I thought I was "led" to read this book because the description on the jacket sounded right up my alley: a woman trying to locate herself and her beliefs somewhere in contemporary feminism and in religious teaching, who looks at female Saints to gain insight into her own struggles. To say I was disappointed is an understatement. I was halfway through the book before I even realized that our ideologies were strikingly different, so I don't believe my dislike of the book has much of anything to do with differing political leanings or differing religious commitments, but I"ll disclose that here just the same.
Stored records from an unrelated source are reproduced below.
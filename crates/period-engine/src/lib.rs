//! # period-engine
//!
//! Locale-aware calendar period resolution and token-based date formatting.
//!
//! Given a date and a period type (a week starting Monday, an October fiscal
//! year, the second half of a bi-week cycle ...), the engine finds the
//! period that contains the date and renders it for a locale. Rendering is
//! driven by date tokens or pattern strings and follows Intl conventions
//! for field order, padding and hour cycle.
//!
//! ## Modules
//!
//! - [`period`] — Period types, week starts, period resolution and month grids
//! - [`token`] — Date tokens, pattern strings and Intl-style option bags
//! - [`locale`] — Locale data (`en`, `fr` built in) and ordinal suffix rules
//! - [`intl`] — Intl-style renderer and [`format_intl`]
//! - [`format`] — Period rendering via [`format_date`]
//! - [`convert`] — Date inputs and UTC / local wall-clock conversion
//! - [`settings`] — Shared settings and per-call options
//! - [`error`] — Error types

pub mod convert;
pub mod error;
pub mod format;
pub mod intl;
pub mod locale;
pub mod period;
pub mod settings;
pub mod token;

pub use convert::{local_to_utc_date, to_iso_string, utc_to_local_date, DateInput};
pub use error::DateError;
pub use format::{format_date, try_format_date, RANGE_SEPARATOR};
pub use intl::{format_intl, try_format_intl, IntlFormatter};
pub use locale::{LocaleData, OrdinalSuffixes};
pub use period::{
    end_of_week, fiscal_year_october, is_same_period, month_days_by_week, resolve_period,
    shift_period, start_of_week, DateRange, DayOfWeek, MonthWeeks, PeriodType, ResolvedPeriod,
};
pub use settings::{FormatDateOptions, Settings, Variant};
pub use token::{parse_pattern, DateFormat, DateToken, IntlOptions};
//! `pgqctl` application layer

pub mod cli;
pub mod commands;
pub mod config;
pub mod error;
#[cfg(feature = "postgres")]
pub mod startup;
use pgq_client::app;

#[tokio::main]
async fn main() {
    std::process::exit(app::startup::startup().await);
}
//! Build metadata generated by the build script

include!(concat!(env!("OUT_DIR"), "/version.rs"));

/// Crate version from Cargo.toml
pub fn client_version() -> &'static str {
    env!("CARGO_PKG_VERSION")
}

/// Build time string from the build script (UTC)
pub fn build_time() -> &'static str {
    BUILD_TIME
}

/// Short git hash captured by the build script
pub fn git_hash() -> &'static str {
    GIT_HASH
}

/// Target triple the client was compiled for
pub fn build_target() -> &'static str {
    BUILD_TARGET
}

/// One-line description used by `pgqctl version` and `--version`
pub fn long_version() -> String {
    format!(
        "{} ({}, {}, built {})",
        client_version(),
        git_hash(),
        build_target(),
        build_time()
    )
}
//! Remote procedure statements
//!
//! One constant per call shape. Casts pin the overload PostgreSQL resolves
//! when the bound parameter type alone would be ambiguous or too wide.

// Administration
pub const CREATE_QUEUE: &str = "SELECT pgq.create_queue($1)";
pub const DROP_QUEUE: &str = "SELECT pgq.drop_queue($1, $2)";
pub const SET_QUEUE_CONFIG: &str = "SELECT pgq.set_queue_config($1, $2, $3)";
pub const CURRENT_EVENT_TABLE: &str = "SELECT pgq.current_event_table($1)";
pub const VERSION: &str = "SELECT pgq.version()";
pub const GET_QUEUE_INFO_ALL: &str = "SELECT * FROM pgq.get_queue_info()";
pub const GET_QUEUE_INFO: &str = "SELECT * FROM pgq.get_queue_info($1)";
pub const QUEUE_NAMES: &str = "SELECT queue_name FROM pgq.get_queue_info()";
pub const GET_CONSUMER_INFO_ALL: &str = "SELECT * FROM pgq.get_consumer_info()";
pub const GET_CONSUMER_INFO_QUEUE: &str = "SELECT * FROM pgq.get_consumer_info($1)";
pub const GET_CONSUMER_INFO: &str = "SELECT * FROM pgq.get_consumer_info($1, $2)";
pub const GET_BATCH_INFO: &str = "SELECT * FROM pgq.get_batch_info($1)";

// Producer
pub const INSERT_EVENT: &str = "SELECT pgq.insert_event($1, $2, $3)";
pub const INSERT_EVENT_EXTRA: &str = "SELECT pgq.insert_event($1, $2, $3, $4, $5, $6, $7)";

// Consumer
pub const REGISTER_CONSUMER: &str = "SELECT pgq.register_consumer($1, $2)";
pub const REGISTER_CONSUMER_AT: &str = "SELECT pgq.register_consumer_at($1, $2, $3::bigint)";
pub const UNREGISTER_CONSUMER: &str = "SELECT pgq.unregister_consumer($1, $2)";
pub const NEXT_BATCH_INFO: &str = "SELECT * FROM pgq.next_batch_info($1, $2)";
pub const NEXT_BATCH: &str = "SELECT pgq.next_batch($1, $2)";
pub const NEXT_BATCH_CUSTOM: &str =
    "SELECT * FROM pgq.next_batch_custom($1, $2, $3::interval, $4::integer, $5::interval)";
pub const GET_BATCH_EVENTS: &str = "SELECT * FROM pgq.get_batch_events($1)";
pub const GET_BATCH_CURSOR: &str = "SELECT * FROM pgq.get_batch_cursor($1, $2, $3::integer)";
pub const GET_BATCH_CURSOR_WHERE: &str =
    "SELECT * FROM pgq.get_batch_cursor($1, $2, $3::integer, $4)";
pub const EVENT_RETRY_AT: &str = "SELECT pgq.event_retry($1, $2, $3::timestamptz)";
pub const EVENT_RETRY_SECONDS: &str = "SELECT pgq.event_retry($1, $2, $3::integer)";
pub const BATCH_RETRY: &str = "SELECT pgq.batch_retry($1, $2::integer)";
pub const FINISH_BATCH: &str = "SELECT pgq.finish_batch($1)";

// Ticker
pub const FORCE_TICK: &str = "SELECT pgq.force_tick($1)";
pub const TICKER: &str = "SELECT pgq.ticker($1)";
pub const TICKER_EXTERNAL: &str = "SELECT pgq.ticker($1, $2::bigint)";

/// `FETCH` from an open batch cursor; the name must already be validated
pub fn fetch_cursor(cursor_name: &str, count: i64) -> String {
    format!("FETCH {} FROM {}", count, cursor_name)
}

/// `CLOSE` an open batch cursor; the name must already be validated
pub fn close_cursor(cursor_name: &str) -> String {
    format!("CLOSE {}", cursor_name)
}

/// Name of the remote procedure a statement calls, for logging
pub fn procedure_name(statement: &str) -> &str {
    statement
        .split_once("pgq.")
        .and_then(|(_, rest)| rest.split_once('('))
        .map(|(name, _)| name)
        .unwrap_or(statement)
}
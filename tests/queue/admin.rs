//! Administration integration tests

use crate::common::{backend_message, client_with_consumer, memory_client};

#[tokio::test]
async fn test_create_queue_reports_existing() {
    let (_engine, client) = memory_client();
    let admin = client.admin();

    assert!(admin.create_queue("orders").await.unwrap());
    assert!(!admin.create_queue("orders").await.unwrap());
    assert_eq!(admin.queue_names().await.unwrap(), vec!["orders"]);
}

#[tokio::test]
async fn test_drop_unknown_queue_leaves_queues_unchanged() {
    let (_engine, client) = memory_client();
    let admin = client.admin();
    admin.create_queue("orders").await.unwrap();
    admin.create_queue("payments").await.unwrap();

    let err = admin.drop_queue("missing", false).await.unwrap_err();
    assert!(backend_message(&err).unwrap().contains("No such event queue"));

    assert_eq!(
        admin.queue_names().await.unwrap(),
        vec!["orders", "payments"]
    );
}

#[tokio::test]
async fn test_drop_queue_with_consumers_needs_force() {
    let (_engine, client) = client_with_consumer("orders", "billing").await;
    let admin = client.admin();

    let err = admin.drop_queue("orders", false).await.unwrap_err();
    assert!(backend_message(&err).unwrap().contains("consumers still attached"));

    admin.drop_queue("orders", true).await.unwrap();
    assert!(admin.queue_names().await.unwrap().is_empty());
    assert!(admin.queue_info("orders").await.unwrap().is_none());
}

#[tokio::test]
async fn test_queue_info_shapes() {
    let (_engine, client) = memory_client();
    let admin = client.admin();
    admin.create_queue("orders").await.unwrap();
    admin.create_queue("payments").await.unwrap();

    let all = admin.get_queue_info(None).await.unwrap();
    assert_eq!(all.len(), 2);
    assert!(all.iter().all(|info| info.last_tick_id == 1 && info.ev_new == 0));

    let one = admin.get_queue_info(Some("payments")).await.unwrap();
    assert_eq!(one.len(), 1);
    assert_eq!(one[0].queue_name, "payments");

    assert!(admin.get_queue_info(Some("missing")).await.unwrap().is_empty());
}

#[tokio::test]
async fn test_consumer_info_shapes() {
    let (engine, client) = client_with_consumer("orders", "billing").await;
    client.consumer("orders", "audit").register().await.unwrap();
    client.admin().create_queue("payments").await.unwrap();
    client.consumer("payments", "billing").register().await.unwrap();
    let admin = client.admin();

    assert_eq!(admin.get_consumer_info(None, None).await.unwrap().len(), 3);
    assert_eq!(
        admin.get_consumer_info(Some("orders"), None).await.unwrap().len(),
        2
    );

    let one = admin
        .get_consumer_info(Some("payments"), Some("billing"))
        .await
        .unwrap();
    assert_eq!(one.len(), 1);
    assert_eq!(one[0].queue_name, "payments");
    assert_eq!(one[0].current_batch, None);

    assert!(admin
        .consumer_info("payments", "audit")
        .await
        .unwrap()
        .is_none());

    let before = engine.calls().len();
    let err = admin.get_consumer_info(None, Some("billing")).await.unwrap_err();
    assert!(err.is_validation());
    assert_eq!(engine.calls().len(), before);
}

#[tokio::test]
async fn test_consumer_info_tracks_open_batch() {
    let (_engine, client) = client_with_consumer("orders", "billing").await;
    client
        .producer()
        .insert_event("orders", "order.created", "{}", None)
        .await
        .unwrap();
    client.ticker().force_tick("orders").await.unwrap();
    let consumer = client.consumer("orders", "billing");
    let batch_id = consumer.next_batch().await.unwrap().unwrap();

    let info = client
        .admin()
        .consumer_info("orders", "billing")
        .await
        .unwrap()
        .unwrap();
    assert_eq!(info.current_batch, Some(batch_id));
    assert_eq!(info.next_tick, Some(2));
    assert_eq!(info.last_tick, 1);
    assert_eq!(info.pending_events, Some(1));
}

#[tokio::test]
async fn test_batch_info_only_for_open_batches() {
    let (_engine, client) = client_with_consumer("orders", "billing").await;
    for _ in 0..3 {
        client
            .producer()
            .insert_event("orders", "order.created", "{}", None)
            .await
            .unwrap();
    }
    client.ticker().force_tick("orders").await.unwrap();
    let consumer = client.consumer("orders", "billing");
    let batch_id = consumer.next_batch().await.unwrap().unwrap();

    let info = client.admin().get_batch_info(batch_id).await.unwrap().unwrap();
    assert_eq!(info.queue_name, "orders");
    assert_eq!(info.consumer_name, "billing");
    assert_eq!((info.prev_tick_id, info.tick_id), (1, 2));
    assert_eq!(info.seq_end - info.seq_start, 2);

    consumer.finish_batch(batch_id).await.unwrap();
    assert!(client.admin().get_batch_info(batch_id).await.unwrap().is_none());
}

#[tokio::test]
async fn test_queue_config_and_metadata() {
    let (_engine, client) = memory_client();
    let admin = client.admin();
    admin.create_queue("orders").await.unwrap();

    admin
        .set_queue_config("orders", "ticker_max_count", "1000")
        .await
        .unwrap();
    let err = admin
        .set_queue_config("orders", "no_such_param", "1")
        .await
        .unwrap_err();
    assert!(backend_message(&err).unwrap().contains("cannot change parameter"));

    assert_eq!(
        admin.current_event_table("orders").await.unwrap(),
        "pgq.event_1_0"
    );
    assert!(!admin.version().await.unwrap().is_empty());
}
When I read a book wherein someone is searching or on a quest of this nature, I expect to find a narrator who is _questioning_, someone who is full of self-doubt, someone who isn't sure about anything but uncovers truths for herself as she goes. This author seems little changed throughout the book. In the beginning, though she's been partying, she seems to know that the answer for her is to return to a more devout involvement with Catholicism. While she gives lip service to wanting to be a career woman but also wants to be a wife and mother (a struggle many women can identify with), she is also critical, and frankly a little superior, in her judgment of the fast track women she is working with in the White House where she is a speechwriter for George W. Bush. It is, in fact, this judgment that I found most distasteful. Instead of looking inside herself--and perhaps she was, but I saw little evidence of it in this book--she seems to be always projecting outward at other people who aren't quite as devout as she is (e.g. the Asian woman with the blue-eyed baby at the fertility specialist's office, who Campbell clearly believes resorted to IVF treatment--a treatment forbidden her because of her Catholic faith--and it makes Campbell angry at the woman and the other women who are choosing IVF when they "shouldn't" be because it's against Catholic teaching and she believes some of them are raising these babies without fathers, etc.), and there is no attempt to see Christ in those people who are so different than she is. There is A LOT of judgement in this book, and I could never comfortably settle into it.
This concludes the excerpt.